I’m prone to saving all my cake scraps in the freezer and pulling them out for moments like these, but you can also make cupcakes or a simple cake, let it sit out overnight, then crumble it up in a bowl. I prefer to mix it with cream cheese because it cuts the sweetness from the chocolate coating, but any frosting you have on hand will do. The marbled look is fun, easy to do and makes a great presentation. Merry Christmas and happy holidays!

 

Marble Peppermint Cake Pops
24 to 30 pops

½ cup (1 stick) room-temperature butter
¾ cup sugar
2 room-temperature eggs
1 tsp. peppermint extract
1¼ cup flour
¼ cup sour cream
1 tsp. baking powder
¼ tsp. baking soda
¼ tsp. kosher salt
4 oz. cream cheese
20 oz. white chocolate melting wafers
Green and red food coloring

Special equipment: 24 to 30 lollipop sticks

• Preheat the oven to 350 degrees.
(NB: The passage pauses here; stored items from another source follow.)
//! Collaborator traits for ledger, domain configuration and transfer server access
//!
//! The discovery and transfer services only talk to the outside world through
//! these traits. HTTP implementations live in the adapters crate; tests swap in
//! in-memory fakes.

use async_trait::async_trait;
use serde_json::Value;
use std::fmt::Debug;

use crate::{
	AnchorError, AnchorResult, AuthToken, DomainConfig, RequestFields, TransferInfo,
	TransferServer,
};

/// Read access to issuer accounts on the ledger
#[async_trait]
pub trait AccountLedger: Send + Sync + Debug {
	/// Home domain declared on `issuer`, `None` when the account declares none
	async fn load_home_domain(&self, issuer: &str) -> AnchorResult<Option<String>>;
}

/// Lookup of a domain's published configuration document
#[async_trait]
pub trait DomainConfigResolver: Send + Sync + Debug {
	async fn resolve(&self, domain: &str) -> AnchorResult<DomainConfig>;
}

/// Status and decoded JSON body of a transfer server response
#[derive(Debug, Clone, PartialEq)]
pub struct AnchorResponse {
	pub status: u16,
	/// `None` when the body was empty or not JSON
	pub body: Option<Value>,
}

impl AnchorResponse {
	pub fn new(status: u16, body: Option<Value>) -> Self {
		Self { status, body }
	}

	pub fn is_success(&self) -> bool {
		matches!(self.status, 200 | 201)
	}
}

/// HTTP operations against a transfer server, relative to its base URL
#[async_trait]
pub trait TransferServerClient: Send + Sync + Debug {
	/// `GET {base}/{path}` with `query` as query parameters
	async fn get(
		&self,
		server: &TransferServer,
		path: &str,
		query: &RequestFields,
		auth: Option<&AuthToken>,
	) -> AnchorResult<AnchorResponse>;

	/// `POST {base}/{path}` with `fields` form encoded
	async fn post_form(
		&self,
		server: &TransferServer,
		path: &str,
		fields: &RequestFields,
		auth: Option<&AuthToken>,
	) -> AnchorResult<AnchorResponse>;

	/// Fetch the server's `/info` capability document
	async fn fetch_info(
		&self,
		server: &TransferServer,
		auth: Option<&AuthToken>,
	) -> AnchorResult<TransferInfo> {
		let response = self.get(server, "info", &RequestFields::new(), auth).await?;

		if response.status != 200 {
			return Err(AnchorError::anchor_response(
				server.domain(),
				response.status,
				response.body.as_ref(),
			));
		}

		let body = response.body.ok_or_else(|| AnchorError::AnchorResponse {
			domain: server.domain().to_string(),
			status: response.status,
			message: "info endpoint returned no JSON body".to_string(),
		})?;

		serde_json::from_value(body).map_err(|e| AnchorError::AnchorResponse {
			domain: server.domain().to_string(),
			status: response.status,
			message: format!("malformed info document: {}", e),
		})
	}
}
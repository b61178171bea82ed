//! Deposit and withdrawal requests

use serde::{Deserialize, Serialize};
use std::collections::BTreeMap;
use std::fmt;
use std::sync::Arc;

use crate::{AnchorResult, Asset, TransferServer};

/// Request fields as sent to the anchor, form or query encoded
pub type RequestFields = BTreeMap<String, String>;

/// Direction of a transfer, seen from the ledger
#[derive(Debug, Clone, Copy, Serialize, Deserialize, PartialEq, Eq, Hash)]
#[serde(rename_all = "lowercase")]
pub enum TransferDirection {
	Deposit,
	Withdraw,
}

impl TransferDirection {
	pub fn as_str(&self) -> &'static str {
		match self {
			TransferDirection::Deposit => "deposit",
			TransferDirection::Withdraw => "withdraw",
		}
	}

	/// Versioned endpoint of the hosted (interactive) flow
	pub fn interactive_path(&self) -> &'static str {
		match self {
			TransferDirection::Deposit => "transactions/deposit/interactive",
			TransferDirection::Withdraw => "transactions/withdraw/interactive",
		}
	}

	/// Unversioned endpoint of the legacy flow
	pub fn legacy_path(&self) -> &'static str {
		match self {
			TransferDirection::Deposit => "deposit",
			TransferDirection::Withdraw => "withdraw",
		}
	}
}

impl fmt::Display for TransferDirection {
	fn fmt(&self, f: &mut fmt::Formatter<'_>) -> fmt::Result {
		f.write_str(self.as_str())
	}
}

/// Deposit method, sent as the `type` field
#[derive(Debug, Clone, PartialEq, Eq, Hash)]
pub enum DepositType {
	Sepa,
	Swift,
	Other(String),
}

impl DepositType {
	pub fn as_str(&self) -> &str {
		match self {
			DepositType::Sepa => "SEPA",
			DepositType::Swift => "SWIFT",
			DepositType::Other(value) => value,
		}
	}
}

/// Withdrawal method, sent as the `type` field
#[derive(Debug, Clone, PartialEq, Eq, Hash)]
pub enum WithdrawalType {
	BankAccount,
	Cash,
	Crypto,
	Mobile,
	BillPayment,
	Other(String),
}

impl WithdrawalType {
	pub fn as_str(&self) -> &str {
		match self {
			WithdrawalType::BankAccount => "bank_account",
			WithdrawalType::Cash => "cash",
			WithdrawalType::Crypto => "crypto",
			WithdrawalType::Mobile => "mobile",
			WithdrawalType::BillPayment => "bill_payment",
			WithdrawalType::Other(value) => value,
		}
	}
}

/// Common shape of deposit and withdrawal requests
pub trait TransferRequest: Send + Sync {
	fn direction(&self) -> TransferDirection;

	fn server(&self) -> &TransferServer;

	fn asset(&self) -> &Asset;

	/// Fields to send: server defaults < caller options < protocol-mandated fields
	fn fields(&self) -> RequestFields;
}

/// Merge request fields in increasing precedence
fn merge_fields(
	server: &TransferServer,
	options: &RequestFields,
	mandated: Vec<(&'static str, String)>,
) -> RequestFields {
	let mut fields: RequestFields = server
		.options()
		.as_fields()
		.into_iter()
		.map(|(key, value)| (key.to_string(), value))
		.collect();

	fields.extend(options.iter().map(|(k, v)| (k.clone(), v.clone())));
	fields.extend(mandated.into_iter().map(|(k, v)| (k.to_string(), v)));
	fields
}

/// A deposit into the ledger account `account`
#[derive(Debug, Clone)]
pub struct DepositRequest {
	server: Arc<TransferServer>,
	asset: Asset,
	account: String,
	options: RequestFields,
}

impl DepositRequest {
	/// Fails with `AssetNotIssued` for the native asset
	pub fn new(
		server: Arc<TransferServer>,
		asset: Asset,
		account: impl Into<String>,
		options: RequestFields,
	) -> AnchorResult<Self> {
		asset.require_issuer()?;
		Ok(Self {
			server,
			asset,
			account: account.into(),
			options,
		})
	}

	pub fn with_type(mut self, deposit_type: DepositType) -> Self {
		self.options
			.insert("type".to_string(), deposit_type.as_str().to_string());
		self
	}

	pub fn account(&self) -> &str {
		&self.account
	}
}

impl TransferRequest for DepositRequest {
	fn direction(&self) -> TransferDirection {
		TransferDirection::Deposit
	}

	fn server(&self) -> &TransferServer {
		&self.server
	}

	fn asset(&self) -> &Asset {
		&self.asset
	}

	fn fields(&self) -> RequestFields {
		merge_fields(
			&self.server,
			&self.options,
			vec![
				("asset_code", self.asset.code().to_string()),
				("account", self.account.clone()),
			],
		)
	}
}

/// A withdrawal out of the ledger
#[derive(Debug, Clone)]
pub struct WithdrawalRequest {
	server: Arc<TransferServer>,
	asset: Asset,
	account: Option<String>,
	options: RequestFields,
}

impl WithdrawalRequest {
	/// Fails with `AssetNotIssued` for the native asset
	pub fn new(server: Arc<TransferServer>, asset: Asset, options: RequestFields) -> AnchorResult<Self> {
		asset.require_issuer()?;
		Ok(Self {
			server,
			asset,
			account: None,
			options,
		})
	}

	/// Ledger account the withdrawal is sent from; overrides any `account` option
	pub fn with_account(mut self, account: impl Into<String>) -> Self {
		self.account = Some(account.into());
		self
	}

	pub fn with_type(mut self, withdrawal_type: WithdrawalType) -> Self {
		self.options
			.insert("type".to_string(), withdrawal_type.as_str().to_string());
		self
	}

	pub fn account(&self) -> Option<&str> {
		self.account.as_deref()
	}
}

impl TransferRequest for WithdrawalRequest {
	fn direction(&self) -> TransferDirection {
		TransferDirection::Withdraw
	}

	fn server(&self) -> &TransferServer {
		&self.server
	}

	fn asset(&self) -> &Asset {
		&self.asset
	}

	fn fields(&self) -> RequestFields {
		let mut mandated = vec![("asset_code", self.asset.code().to_string())];
		if let Some(account) = &self.account {
			mandated.push(("account", account.clone()));
		}
		merge_fields(&self.server, &self.options, mandated)
	}
}
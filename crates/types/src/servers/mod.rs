//! Transfer server handles
//!
//! A `TransferServer` is the resolved deposit/withdrawal endpoint of one anchor.
//! It is a plain value: the HTTP operations against it live on
//! [`TransferServerClient`](crate::adapters::TransferServerClient), which takes
//! the server explicitly.

use serde::{Deserialize, Serialize};
use url::Url;

use crate::{AnchorError, AnchorResult, Asset};

/// Server-level defaults merged into every request sent to a transfer server
#[derive(Debug, Clone, Default, Serialize, Deserialize, PartialEq, Eq)]
pub struct TransferOptions {
	/// ISO 639-1 language code anchors should use for messages and hosted pages
	pub lang: Option<String>,
	/// Wallet name anchors display when referring to the wallet
	pub wallet_name: Option<String>,
	/// Wallet URL anchors may link to
	pub wallet_url: Option<String>,
}

impl TransferOptions {
	pub fn new() -> Self {
		Self::default()
	}

	pub fn with_lang(mut self, lang: impl Into<String>) -> Self {
		self.lang = Some(lang.into());
		self
	}

	pub fn with_wallet(mut self, name: impl Into<String>, url: impl Into<String>) -> Self {
		self.wallet_name = Some(name.into());
		self.wallet_url = Some(url.into());
		self
	}

	/// Defaults as request fields; unset options are left out
	pub fn as_fields(&self) -> Vec<(&'static str, String)> {
		[
			("lang", &self.lang),
			("wallet_name", &self.wallet_name),
			("wallet_url", &self.wallet_url),
		]
		.into_iter()
		.filter_map(|(key, value)| value.as_ref().map(|v| (key, v.clone())))
		.collect()
	}
}

/// A resolved transfer server endpoint
#[derive(Debug, Clone, Serialize, Deserialize, PartialEq, Eq)]
pub struct TransferServer {
	url: Url,
	domain: String,
	options: TransferOptions,
	/// Assets the owning domain declares, when known
	assets: Vec<Asset>,
}

impl TransferServer {
	/// Create a handle for the transfer server at `url`, owned by `domain`
	pub fn new(url: &str, domain: impl Into<String>, options: TransferOptions) -> AnchorResult<Self> {
		let parsed = Url::parse(url).map_err(|e| AnchorError::InvalidUrl {
			url: url.to_string(),
			reason: e.to_string(),
		})?;

		if !matches!(parsed.scheme(), "http" | "https") {
			return Err(AnchorError::InvalidUrl {
				url: url.to_string(),
				reason: format!("unsupported scheme '{}'", parsed.scheme()),
			});
		}

		Ok(Self {
			url: parsed,
			domain: domain.into(),
			options,
			assets: Vec::new(),
		})
	}

	pub fn with_assets(mut self, assets: Vec<Asset>) -> Self {
		self.assets = assets;
		self
	}

	pub fn url(&self) -> &Url {
		&self.url
	}

	/// Parsed base URL (an empty path becomes `/`), used as the dedup key
	pub fn url_str(&self) -> &str {
		self.url.as_str()
	}

	pub fn domain(&self) -> &str {
		&self.domain
	}

	pub fn options(&self) -> &TransferOptions {
		&self.options
	}

	pub fn assets(&self) -> &[Asset] {
		&self.assets
	}

	/// Resolve `path` relative to the base URL, keeping any base path prefix
	pub fn endpoint(&self, path: &str) -> AnchorResult<Url> {
		let mut base = self.url.clone();
		if !base.path().ends_with('/') {
			let with_slash = format!("{}/", base.path());
			base.set_path(&with_slash);
		}

		base.join(path.trim_start_matches('/'))
			.map_err(|e| AnchorError::InvalidUrl {
				url: format!("{}{}", base, path),
				reason: e.to_string(),
			})
	}
}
Line a 12-cup muffin tin with cupcake liners.
• In the bowl of a stand mixer, beat the butter and sugar on high speed until fluffy, about 4 minutes. Add the eggs and peppermint and beat to incorporate.
• Use a rubber spatula to fold in the flour, sour cream, baking powder, baking soda and salt. Evenly divide the batter among the 12 cupcake liners.
• Bake about 15 minutes, until a toothpick inserted into a cupcake comes out mostly clean with a few crumbs attached. Let cool completely.
• Remove the cupcakes from the muffin tin and let rest uncovered at room temperature, 1 day so they become slightly stale.
• Crumble the cupcakes into a large mixing bowl. Use your hands to mix in the cream cheese until the mixture is moldable. Roll pieces into 24 to 30 golf ball-sized pieces and place on a sheet tray. Refrigerate at least 30 minutes or up to 4 hours.
• Place the white chocolate in a glass bowl and microwave 30 seconds. Stir and microwave another 30 seconds, repeating until the chocolate is completely melted.
• Evenly divide half the melted chocolate into 2 small bowls; set the remaining melted chocolate aside. Add a few drops red food coloring to one small bowl and green to the other. Use forks to gently swirl the food coloring to create a marbled look, but don’t completely mix in.
• Dip 1 lollipop stick into the plain white chocolate, then slide the cake ball onto the stick. Dip the cake pops into a red or green marbled chocolate bowl and carefully turn to coat and transfer the marbled effect to the cake pop. Let any excess chocolate drip back into the bowl. Place the stick into a colander hole, piece of Styrofoam or a deep container of sugar to let the chocolate dry.
• Repeat with the remaining cake pops. You may need to melt and add color to more white chocolate to maintain the marbled look.
• Serve the cake pops immediately or store frozen in a zip-top bag up to 1 month. Thaw at room temperature 30 minutes before serving.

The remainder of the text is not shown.